Concept elicitation: focus group discussions

Twenty-seven patients with COPD participated in four focus groups. Of these, twenty-four reported experiencing COPD symptoms at night. During each focus group, participants discussed their experience in terms of the occurrence, severity, and impact of nighttime symptoms of COPD. Nighttime symptoms reported by the participants were shortness of breath (n = 17), cough (n = 15), mucus/phlegm (n = 14), and wheezing (n = 11). Additionally, three participants mentioned experiencing chest tightness, and two mentioned chest congestion. In the discussion, participants discussed the interrelationship among the different COPD symptoms. From their perspective, coughing, wheezing, congestion and mucus/phlegm production were related to each other. For example, patients described congestion being linked to both coughing and phlegm. No new COPD symptoms emerged in the fourth and final focus group, suggesting saturation of concepts (Table 2).
Table 2

Saturation grid: nighttime symptoms reported by patients during focus group discussions

Symptom

FG1 n = 8

FG2 n = 7

FG3 n = 4

FG4 n = 8

Wheezing

X

 

X

X

Coughing

X

X

X

X

Mucus or phlegm

X

X

X

X

Congestion

  

X

X

Shortness of breath

X

X

X

X

Tightness in chest

  

X

X

Headache

X

   

Snoring

X

   

Burning in chest

X

   

FG, focus group.

Participants also discussed the impacts of nighttime symptoms (Table 3). In three of the four focus groups, participants described using inhaled rescue medication when their nighttime symptoms of COPD were worse than usual. Nighttime awakenings were also spontaneously mentioned in three of the four focus groups, with awakening being attributed to cough, wheezing, and shortness of breath. Some participants noted that they experienced COPD symptoms after awakening to use the bathroom, while others noted waking specifically due to COPD symptoms.
Table 3

Saturation grid: nighttime symptom severity

Symptom

FG1 n = 8

FG2 n = 7

FG3 n = 4

FG4 n = 8

Use of rescue inhalers

X

 

X

X

Nighttime awakening (unattributed)

X

 

X

X

Awakened by cough

X

 

X

X

Awakened by shortness of breath

  

X

X

Awakened by wheezing

  

X

 

FG, focus group.

Conceptual framework

The conceptual framework for the instrument was developed to depict the relationship of the various nighttime symptoms of COPD experienced by patients and the impact of these symptoms. Concepts that were clinically relevant and reported by patients, either through spontaneous report or following probing, were included in the conceptual framework. The clinical relevance of concepts was confirmed by referring to findings from the earlier clinician interviews and literature review, before finalizing the preliminary conceptual framework.

Item generation

Content

The conceptual framework served as a basis for generating items for the new instrument. As a result, a 16-item instrument, the Nighttime Symptoms of COPD Instrument (NiSCI), was drafted in the form of a daily diary and included questions about the occurrence and severity of COPD symptoms, use of rescue medication at night, and nocturnal awakenings.

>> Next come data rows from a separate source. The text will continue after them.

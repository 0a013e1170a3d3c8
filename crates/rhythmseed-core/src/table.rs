use crate::value::SqlValue;

/// A row that can be emitted as an `INSERT INTO` statement.
pub trait InsertRow {
    /// Table name as written in the statement and the block comment.
    const TABLE: &'static str;
    /// Column names, in the same order as [`InsertRow::values`].
    const COLUMNS: &'static [&'static str];

    fn values(&self) -> Vec<SqlValue>;

    /// Render the full statement for this row.
    fn insert_statement(&self) -> String {
        let values: Vec<String> = self.values().iter().map(SqlValue::to_sql).collect();
        format!(
            "INSERT INTO {} ({}) VALUES ({});",
            Self::TABLE,
            Self::COLUMNS.join(", "),
            values.join(", ")
        )
    }
}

During the focus groups, participants discussed their experiences with specific symptoms at night. Thus, items were generated to collect information about each of these cardinal symptoms. Additionally, participants discussed their symptoms in terms of severity rather than frequency, therefore, response options were designed to cover the full range of symptom severity rather than assess symptom frequency. Items were not generated for other concepts reported by participants (headache, snoring, burning chest), as they were mentioned in only one of the four focus groups and by fewer than two participants for each concept. Additionally, none of these concepts were mentioned as being “COPD specific symptoms” in clinical guidance documents or during clinician interviews, and therefore, were not considered cardinal symptoms of COPD for evaluation of patients’ experiences of COPD symptoms at night.

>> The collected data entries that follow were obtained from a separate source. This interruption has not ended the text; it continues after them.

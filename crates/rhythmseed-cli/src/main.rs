mod config;
mod logging;

use std::path::{Path, PathBuf};
use std::process::ExitCode;

use clap::Parser;
use thiserror::Error;
use tracing::{error, info};

use config::FileConfig;
use logging::init_logging;
use rhythmseed_generate::assets::COUNTRIES_FILE;
use rhythmseed_generate::{
    GenerateOptions, GenerationEngine, GenerationError, render_dataset, write_sql,
};

/// File name of the SQL artifact when `--out` is not given.
const DEFAULT_OUTPUT_FILE: &str = "osu_demo_data.sql";

#[derive(Debug, Error)]
pub enum CliError {
    #[error(transparent)]
    Generation(#[from] GenerationError),
    #[error("config {path}: {detail}")]
    Config { path: PathBuf, detail: String },
    #[error("failed to write {path}: {source}")]
    Write {
        path: PathBuf,
        #[source]
        source: std::io::Error,
    },
    #[error("logging error: {0}")]
    Logging(String),
}

#[derive(Parser, Debug)]
#[command(
    name = "rhythmseed",
    version,
    about = "Generate SQL inserts for a rhythm-game demo database"
)]
struct Cli {
    /// Seed for the random generator.
    #[arg(long)]
    seed: Option<u64>,
    /// Output SQL file; defaults to osu_demo_data.sql next to the executable.
    #[arg(long, value_name = "PATH")]
    out: Option<PathBuf>,
    /// Directory holding a countries.csv reference list.
    #[arg(long, value_name = "DIR", conflicts_with = "countries")]
    assets: Option<PathBuf>,
    /// Reference country list (`code,name` CSV).
    #[arg(long, value_name = "CSV")]
    countries: Option<PathBuf>,
    /// Skip the reference country list and generate countries.
    #[arg(long, default_value_t = false)]
    no_reference: bool,
    /// Also write the generation report as JSON.
    #[arg(long, value_name = "PATH")]
    report: Option<PathBuf>,
    /// TOML file with seed, anchor_date and [counts] overrides.
    #[arg(long, value_name = "FILE")]
    config: Option<PathBuf>,
    /// Emit logs as JSON lines.
    #[arg(long, default_value_t = false)]
    log_json: bool,
}

fn main() -> ExitCode {
    let cli = Cli::parse();
    if let Err(err) = init_logging(cli.log_json) {
        eprintln!("ERROR: {err}");
        return ExitCode::FAILURE;
    }

    match run(cli) {
        Ok(()) => ExitCode::SUCCESS,
        Err(err) => {
            log_failure(&err);
            eprintln!("ERROR: {err}");
            ExitCode::FAILURE
        }
    }
}

fn run(cli: Cli) -> Result<(), CliError> {
    let options = resolve_options(&cli)?;
    let out = cli.out.clone().unwrap_or_else(default_output_path);

    let result = GenerationEngine::new(options).generate()?;
    let lines = render_dataset(&result.dataset);
    let mut report = result.report;

    // A failed write leaves the exit status untouched.
    match write_sql(&out, &lines) {
        Ok(bytes) => {
            report.lines_written = Some(lines.len() as u64);
            report.bytes_written = Some(bytes);
            let shown = std::path::absolute(&out).unwrap_or_else(|_| out.clone());
            info!(path = %shown.display(), lines = lines.len(), bytes, "sql written");
            println!("Wrote {} SQL lines to: {}", lines.len(), shown.display());
        }
        Err(source) => report_write_failure(CliError::Write { path: out, source }),
    }

    if let Some(path) = &cli.report {
        match report.write_json(path) {
            Ok(()) => info!(path = %path.display(), "report written"),
            Err(err) => report_write_failure(format!("report {}: {err}", path.display())),
        }
    }
    Ok(())
}

/// Compiled-in defaults, then the config file, then command-line flags.
fn resolve_options(cli: &Cli) -> Result<GenerateOptions, CliError> {
    let mut options = match &cli.config {
        Some(path) => FileConfig::load(path)?.to_options(),
        None => GenerateOptions::default(),
    };
    if let Some(seed) = cli.seed {
        options.seed = seed;
    }
    if let Some(dir) = &cli.assets {
        options.countries_path = Some(dir.join(COUNTRIES_FILE));
    }
    if let Some(path) = &cli.countries {
        options.countries_path = Some(path.clone());
    }
    if cli.no_reference {
        options.use_reference_countries = false;
    }
    Ok(options)
}

fn default_output_path() -> PathBuf {
    std::env::current_exe()
        .ok()
        .and_then(|exe| exe.parent().map(Path::to_path_buf))
        .unwrap_or_default()
        .join(DEFAULT_OUTPUT_FILE)
}

fn report_write_failure(err: impl std::fmt::Display) {
    error!(error = %err, "write failed");
    eprintln!("ERROR writing output: {err}");
}

fn log_failure(err: &CliError) {
    match err {
        CliError::Generation(GenerationError::Integrity(rhythmseed_core::Error::Integrity {
            table,
            field,
            detail,
        })) => error!(table, field, detail = %detail, "integrity violation, nothing written"),
        CliError::Generation(GenerationError::InvalidConfig(detail)) => {
            error!(detail = %detail, "invalid configuration, nothing written")
        }
        other => error!(error = %other, "generation failed"),
    }
}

As participants noted that they were woken up when symptoms worsened and sometimes had to use rescue medication, two items were generated: one to capture the occurrence of nocturnal awakening due to COPD symptoms and a second to assess the number of times rescue medication was used. Table 4 provides examples of patient quotes and the items that were generated based on them. A daily diary approach was selected to capture patient-perceived severity of symptoms and to help patients provide accurate and timely data about symptoms which vary from day-to-day in severity. To facilitate easier recall of nighttime experiences, the diary was designed to be completed at the beginning of their day. Patients were provided instructions to report on their experiences during the time period when they “went to bed to the time they woke up and got out of bed to start their day.”
Table 4

Example items following elicited concepts

Concept

Quotes

Items

Coughing

“I cannot lay down flat without coughing my head off.”

You indicated that you experienced a cough last night…

“Well, I have mucous coughs, too, you know where you got to cough up something, but most of the time it’s not the mucous. It’s just a burning sensation right in my chest.”

- How severe was your cough?

Shortness of breath

“You’re calling for a breath to fill your lungs, but you can’t seem to get it.”

You indicated that you experienced shortness of breath last night…

“It feels like I can’t get enough breath, and then when I get the breath, I-I know I have a hard time trying to get rid of it.”

- How severe was your shortness of breath?

Severity of symptoms

“I’m saying that I just get them or some of them I already have that would actually get worse. Uh, maybe sometimes I’ll have a relatively, uh, mild case of wheezing, but if I get real infectious, uh, I’m wheezing a lot. Uh, then I’ll be coughing a lot, so it-it’s hard to break down as to when, you know. It’s just hard to explain.”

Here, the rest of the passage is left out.